“Wait what?! thats a vector !” “That means we are scaling complete rows of the weigth matrix by the same value?!”
(well I did not phrased it like this at the time, I just paused the video and froze for a moment)
Since the beguinning I thought grads were processed for each and every value in the weight matrix and they were all corrected independantly.
Does this would even make sense?
Would this be far too much computation?
This certainly would be far more difficult to train… is it?
One thing is certain:
I really should take Rachel’s Linear Algebra course
Not only w but also all other quantities here (inp, out and out.g) are matrices!
Their first dimension is the batch_size (or in this case the whole dataset size) and that’s actually the dimension you’re summing over!

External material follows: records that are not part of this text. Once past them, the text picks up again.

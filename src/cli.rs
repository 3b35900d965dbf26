use clap::{Parser, Subcommand};
use std::path::PathBuf;

#[derive(Parser)]
#[command(name = "lyricsync")]
#[command(author, version, about = "Play time-indexed lyric documents against a clock")]
pub struct Cli {
    /// Path to config file
    #[arg(short, long, global = true)]
    pub config: Option<PathBuf>,

    /// Enable verbose logging
    #[arg(short, long, global = true)]
    pub verbose: bool,

    #[command(subcommand)]
    pub command: Commands,
}

#[derive(Subcommand)]
pub enum Commands {
    /// Play a song record and print lyrics as they become active
    Play {
        /// Song record (JSON)
        #[arg(required = true)]
        song: PathBuf,

        /// Ticks per second (overrides config)
        #[arg(long)]
        fps: Option<f64>,

        /// Minimum milliseconds between throttled updates (overrides config)
        #[arg(long)]
        throttle: Option<u64>,

        /// Start position in milliseconds
        #[arg(long, default_value = "0")]
        from: f64,

        /// Print every player event as a JSON line
        #[arg(long)]
        json: bool,
    },

    /// Show the document tree of a song record
    Inspect {
        /// Song record (JSON)
        #[arg(required = true)]
        song: PathBuf,

        /// Output as JSON
        #[arg(long)]
        json: bool,
    },

    /// Validate configuration file
    Validate {
        /// Config file to validate (uses default if not specified)
        config: Option<PathBuf>,
    },

    /// Display version information
    Version,
}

So when you do .unsqueeze(-1) on inp you get a 3D tensor and when you .sum(0) you get back to a matrix, with one element for each w element and you’re simply summing all the gradients coming from all samples!

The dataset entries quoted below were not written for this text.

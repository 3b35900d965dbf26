use std::time::Duration;

use tokio::time::Instant;

/// Lets an event through at most once per interval.
#[derive(Debug)]
pub(crate) struct Throttle {
    interval: Duration,
    last: Option<Instant>,
}

impl Throttle {
    pub fn new(interval: Duration) -> Self {
        Self {
            interval,
            last: None,
        }
    }

    /// Whether an event may fire at `now`; records the emission if so.
    pub fn ready(&mut self, now: Instant) -> bool {
        match self.last {
            Some(last) if now.saturating_duration_since(last) < self.interval => false,
            _ => {
                self.last = Some(now);
                true
            }
        }
    }

    pub fn reset(&mut self) {
        self.last = None;
    }
}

TLDR, yes they are matrices, so you’re indeed computing gradients for each and every value of w!
(you could add a few print statements in the lin_grad function to check what’s going on in case of doubts!)
I think that’s correct, in particular the images are flattened in that example and some of the initial / final pixels for every sample will always be black as they correspond to the corners…
The center part of the image should have different elements though, if everything is being processed correctly!